Inflation is the crucial point here. The consumer price index rose at 5.5% in the year to January; the older retail price index at 7.8%. Thus the portfolio has probably lost between 3% and 5% in real terms since our last update – better than stocks but not what we want. The Bank of England expects inflation to keep rising this spring and then start to subside – although given that central bankers failed to foresee this spike and continued to proclaim rising inflation was transitory, one should not read anything into this. The disruption to energy and commodity prices (including food) caused in part by Russia’s invasion of Ukraine is severe, and the outcome of these events is not at all predictable.
The balance of risks
A key principle of the ETF portfolio is that we do not try to make big bets on specific outcomes. We aim for a portfolio that should do okay in a wide range of plausible circumstances. So the question now is whether it should tilt more towards inflation risks.

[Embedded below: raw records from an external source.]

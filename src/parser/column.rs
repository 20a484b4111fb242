//! Typed column access for loosely specified CSV exports.
//!
//! Provider exports rename columns between versions, leave cells blank and
//! sometimes have no usable header at all. Each field is therefore described
//! by an ordered list of [`ColumnRef`]s; the first one that resolves to a
//! non-empty cell wins, otherwise the caller's default applies.

use csv::StringRecord;
use std::collections::HashMap;
use std::fmt;
use thiserror::Error;

#[derive(Debug, Clone, Copy, PartialEq, Eq)]
pub enum ColumnRef {
    Named(&'static str),
    Position(usize),
}

impl fmt::Display for ColumnRef {
    fn fmt(&self, f: &mut fmt::Formatter<'_>) -> fmt::Result {
        match self {
            ColumnRef::Named(name) => write!(f, "{name}"),
            ColumnRef::Position(index) => write!(f, "#{index}"),
        }
    }
}

/// A present cell whose content cannot be used for its field.
#[derive(Error, Debug, Clone, PartialEq)]
#[error("invalid value {value:?} in column {column}")]
pub struct FieldError {
    pub column: String,
    pub value: String,
}

/// Maps header names to positions. The first occurrence of a duplicated
/// header wins.
#[derive(Debug, Clone, Default)]
pub struct ColumnResolver {
    index: HashMap<String, usize>,
}

impl ColumnResolver {
    pub fn new(headers: &StringRecord) -> Self {
        let mut index = HashMap::new();
        for (position, name) in headers.iter().enumerate() {
            index.entry(name.to_string()).or_insert(position);
        }
        Self { index }
    }

    pub fn position_of(&self, name: &str) -> Option<usize> {
        self.index.get(name).copied()
    }

    pub fn has_any(&self, names: &[&str]) -> bool {
        names.iter().any(|name| self.index.contains_key(*name))
    }

    fn position(&self, column: ColumnRef) -> Option<usize> {
        match column {
            ColumnRef::Named(name) => self.position_of(name),
            ColumnRef::Position(index) => Some(index),
        }
    }

    pub fn row<'a>(&'a self, record: &'a StringRecord) -> RowView<'a> {
        RowView {
            columns: self,
            record,
        }
    }
}

/// One record seen through a [`ColumnResolver`].
#[derive(Debug, Clone, Copy)]
pub struct RowView<'a> {
    columns: &'a ColumnResolver,
    record: &'a StringRecord,
}

impl<'a> RowView<'a> {
    /// First candidate resolving to a non-empty cell, with the column it came from.
    pub fn first_present(&self, candidates: &[ColumnRef]) -> Option<(ColumnRef, &'a str)> {
        candidates.iter().find_map(|column| {
            let value = self
                .columns
                .position(*column)
                .and_then(|index| self.record.get(index))
                .map(str::trim)?;
            (!value.is_empty()).then_some((*column, value))
        })
    }

    pub fn text_or(&self, candidates: &[ColumnRef], default: &str) -> String {
        self.first_present(candidates)
            .map(|(_, value)| value)
            .unwrap_or(default)
            .to_string()
    }

    /// Non-negative decimal; `default` when no candidate is present.
    pub fn decimal_or(&self, candidates: &[ColumnRef], default: f64) -> Result<f64, FieldError> {
        match self.first_present(candidates) {
            None => Ok(default),
            Some((column, value)) => parse_decimal(value).ok_or_else(|| FieldError {
                column: column.to_string(),
                value: value.to_string(),
            }),
        }
    }

    /// Non-negative count. Decimal text is accepted and truncated toward zero.
    pub fn count_or(&self, candidates: &[ColumnRef], default: u64) -> Result<u64, FieldError> {
        match self.first_present(candidates) {
            None => Ok(default),
            Some((column, value)) => value
                .parse::<u64>()
                .ok()
                .or_else(|| parse_decimal(value).map(|number| number.trunc() as u64))
                .ok_or_else(|| FieldError {
                    column: column.to_string(),
                    value: value.to_string(),
                }),
        }
    }
}

/// Parse a non-negative finite number, tolerating a currency sign and
/// thousands separators.
fn parse_decimal(value: &str) -> Option<f64> {
    let cleaned: String = value
        .trim()
        .trim_start_matches('$')
        .chars()
        .filter(|c| *c != ',')
        .collect();
    cleaned
        .parse::<f64>()
        .ok()
        .filter(|number| number.is_finite() && *number >= 0.0)
}

#[cfg(test)]
mod tests {
    use super::*;

    const TIMESTAMP: &[ColumnRef] = &[ColumnRef::Named("timestamp"), ColumnRef::Named("created_at")];

    fn record(fields: &[&str]) -> StringRecord {
        StringRecord::from(fields.to_vec())
    }

    #[test]
    fn test_first_candidate_wins() {
        let columns = ColumnResolver::new(&record(&["created_at", "timestamp"]));
        let row = record(&["2024-01-01", "2024-02-02"]);
        let view = columns.row(&row);
        assert_eq!(view.text_or(TIMESTAMP, ""), "2024-02-02");
    }

    #[test]
    fn test_falls_back_to_alternate_name() {
        let columns = ColumnResolver::new(&record(&["created_at", "model"]));
        let row = record(&["2024-01-01", "gpt-4"]);
        assert_eq!(columns.row(&row).text_or(TIMESTAMP, ""), "2024-01-01");
    }

    #[test]
    fn test_blank_cell_falls_through() {
        let columns = ColumnResolver::new(&record(&["timestamp", "created_at"]));
        let row = record(&["  ", "2024-01-01"]);
        assert_eq!(columns.row(&row).text_or(TIMESTAMP, ""), "2024-01-01");
    }

    #[test]
    fn test_default_when_nothing_present() {
        let columns = ColumnResolver::new(&record(&["model"]));
        let row = record(&["gpt-4"]);
        let view = columns.row(&row);
        assert_eq!(view.text_or(TIMESTAMP, "n/a"), "n/a");
        assert_eq!(view.count_or(&[ColumnRef::Named("input_tokens")], 0), Ok(0));
        assert_eq!(view.decimal_or(&[ColumnRef::Named("cost")], 0.0), Ok(0.0));
    }

    #[test]
    fn test_positional_access() {
        let columns = ColumnResolver::new(&record(&["Time", "Whatever"]));
        let row = record(&["2024-01-01", "42.9"]);
        let view = columns.row(&row);
        assert_eq!(view.count_or(&[ColumnRef::Position(1)], 0), Ok(42));
        assert_eq!(view.decimal_or(&[ColumnRef::Position(1)], 0.0), Ok(42.9));
        // beyond the end of a short row counts as absent
        assert_eq!(view.count_or(&[ColumnRef::Position(7)], 3), Ok(3));
    }

    #[test]
    fn test_malformed_numbers_are_errors() {
        let columns = ColumnResolver::new(&record(&["input_tokens", "cost"]));
        let row = record(&["lots", "-1.5"]);
        let view = columns.row(&row);

        let err = view.count_or(&[ColumnRef::Named("input_tokens")], 0).unwrap_err();
        assert_eq!(err.column, "input_tokens");
        assert_eq!(err.value, "lots");
        assert!(view.decimal_or(&[ColumnRef::Named("cost")], 0.0).is_err());
    }

    #[test]
    fn test_currency_and_separators() {
        let columns = ColumnResolver::new(&record(&["cost", "input_tokens"]));
        let row = record(&["$1,234.50", "1,000"]);
        let view = columns.row(&row);
        assert_eq!(view.decimal_or(&[ColumnRef::Named("cost")], 0.0), Ok(1234.5));
        assert_eq!(view.count_or(&[ColumnRef::Named("input_tokens")], 0), Ok(1000));
    }

    #[test]
    fn test_duplicate_headers_keep_first() {
        let columns = ColumnResolver::new(&record(&["model", "model"]));
        assert_eq!(columns.position_of("model"), Some(0));
        assert!(columns.has_any(&["cost", "model"]));
        assert!(!columns.has_any(&["cost"]));
    }
}
use clap::{Parser, Subcommand};
use std::path::PathBuf;

#[derive(Parser, Debug)]
#[command(name = "llm-observatory")]
#[command(about = "Cost and usage analytics for LLM provider billing exports")]
#[command(version)]
pub struct Cli {
    /// Custom config file path
    #[arg(long, global = true)]
    pub config: Option<PathBuf>,

    /// Verbose output (debug logging on stderr)
    #[arg(short, long, global = true)]
    pub verbose: bool,

    /// JSON output format
    #[arg(long, global = true)]
    pub json: bool,

    #[command(subcommand)]
    pub command: Commands,
}

#[derive(Subcommand, Debug)]
pub enum ConfigAction {
    /// Show current configuration
    Show,
    /// Initialize fresh configuration
    Init,
    /// Set configuration value
    Set {
        /// Configuration key (e.g., output.decimal_places, pricing.overrides.gpt-4o.input)
        key: String,
        /// Configuration value
        value: String,
    },
}

#[derive(Subcommand, Debug)]
pub enum Commands {
    /// Detect the export format of a CSV file, normalize it and print analytics
    Analyze {
        /// Usage export (AWS Bedrock CloudWatch, Anthropic or OpenAI CSV)
        file: PathBuf,

        /// Also write the normalized call records to this CSV file
        #[arg(long, value_name = "PATH")]
        export_calls: Option<PathBuf>,
    },

    /// Recommend the cheapest model meeting a complexity bucket's quality floor
    Recommend {
        /// Model currently in use
        #[arg(long)]
        model: String,

        /// Complexity bucket: simple, medium or complex
        #[arg(long)]
        complexity: String,
    },

    /// Show the effective pricing table
    Pricing,

    /// Configuration management
    Config {
        #[command(subcommand)]
        action: ConfigAction,
    },
}

#[cfg(test)]
mod tests {
    use super::*;

    #[test]
    fn test_analyze_with_global_flags() {
        let cli = Cli::try_parse_from([
            "llm-observatory",
            "analyze",
            "usage.csv",
            "--json",
            "--export-calls",
            "calls.csv",
            "-v",
        ])
        .unwrap();

        assert!(cli.json);
        assert!(cli.verbose);
        match cli.command {
            Commands::Analyze { file, export_calls } => {
                assert_eq!(file, PathBuf::from("usage.csv"));
                assert_eq!(export_calls, Some(PathBuf::from("calls.csv")));
            }
            other => panic!("unexpected command: {other:?}"),
        }
    }

    #[test]
    fn test_recommend_requires_both_flags() {
        assert!(Cli::try_parse_from(["llm-observatory", "recommend", "--model", "gpt-4"]).is_err());

        let cli = Cli::try_parse_from([
            "llm-observatory",
            "--config",
            "/tmp/c.toml",
            "recommend",
            "--model",
            "gpt-4",
            "--complexity",
            "medium",
        ])
        .unwrap();
        assert_eq!(cli.config, Some(PathBuf::from("/tmp/c.toml")));
        assert!(matches!(cli.command, Commands::Recommend { .. }));
    }

    #[test]
    fn test_config_set() {
        let cli = Cli::try_parse_from(["llm-observatory", "config", "set", "output.format", "json"]).unwrap();
        match cli.command {
            Commands::Config {
                action: ConfigAction::Set { key, value },
            } => {
                assert_eq!(key, "output.format");
                assert_eq!(value, "json");
            }
            other => panic!("unexpected command: {other:?}"),
        }
    }

    #[test]
    fn test_command_is_required() {
        assert!(Cli::try_parse_from(["llm-observatory"]).is_err());
    }
}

We hold equities for growth: they do okay in moderate inflation, but badly in high inflation. However, they should retain their value in real terms over the long run, even if it takes a while for them to catch up after a 1970s-style inflation surge. We hold gold: we expect it to do well in severe inflation. We hold inflation-linked bonds: the yields on these are very poor in absolute terms, but we’d expect bond investors to flock to them even more if inflation takes hold. We still hold cash (although it means losing money in real terms) to take advantage of a major buying opportunity. We haven’t seen this since the portfolio was devised. Sustained high inflation and geopolitical tensions imply that we should expect volatile markets and a greater chance of a major crash such as 1973-1974, 1987, 2000-2003 or 2008-2009.

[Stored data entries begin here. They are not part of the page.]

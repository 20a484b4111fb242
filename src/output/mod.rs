// Output module
pub mod export;
pub mod table;

pub use export::{export_calls, write_calls};
pub use table::{CallRow, OutputFormat, PricingRow};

Then there’s conventional government bonds. They do well in a crisis (investors rush into safe assets) and they’d perform well if an inflationary surge turns into a deflationary bust. These have been the two reasons for retaining them, despite low yields. In any other scenario, they face near-certain losses in real terms. But it is increasingly difficult to see how we get back to a more deflationary scenario from here, so it seems the right time to finally ditch conventional UK bonds.
There are two obvious options. The logical one is to swap them for inflation-linked bonds. We favour US Treasury inflation-protected securities (Tips) over UK index-linked gilts in the portfolio for a number of reasons. The bolder option is to use the 1970s as a blueprint, treat inflation as the real risk and think about how to hedge that. We won’t use ETFs to track oil, metals or agricultural commodities directly here – returns on these are complex and depend on how very near-term prices move relative to those slightly further ahead. However, oil stocks remain cheap and unloved. They should do very well if oil prices remain high. If they do badly because oil falls back a long way, it’s probably good for our wider equity holdings, so the downside is balanced. So we’ll bring the SSGA SPDR MSCI World Energy ETF (LSE: WNRG) into the portfolio in the place of the Vanguard UK Gilt ETF. Investors who don’t want to go as far as swapping lower-risk bonds for equities should increase their investment in the iShares $ Tips ETF instead.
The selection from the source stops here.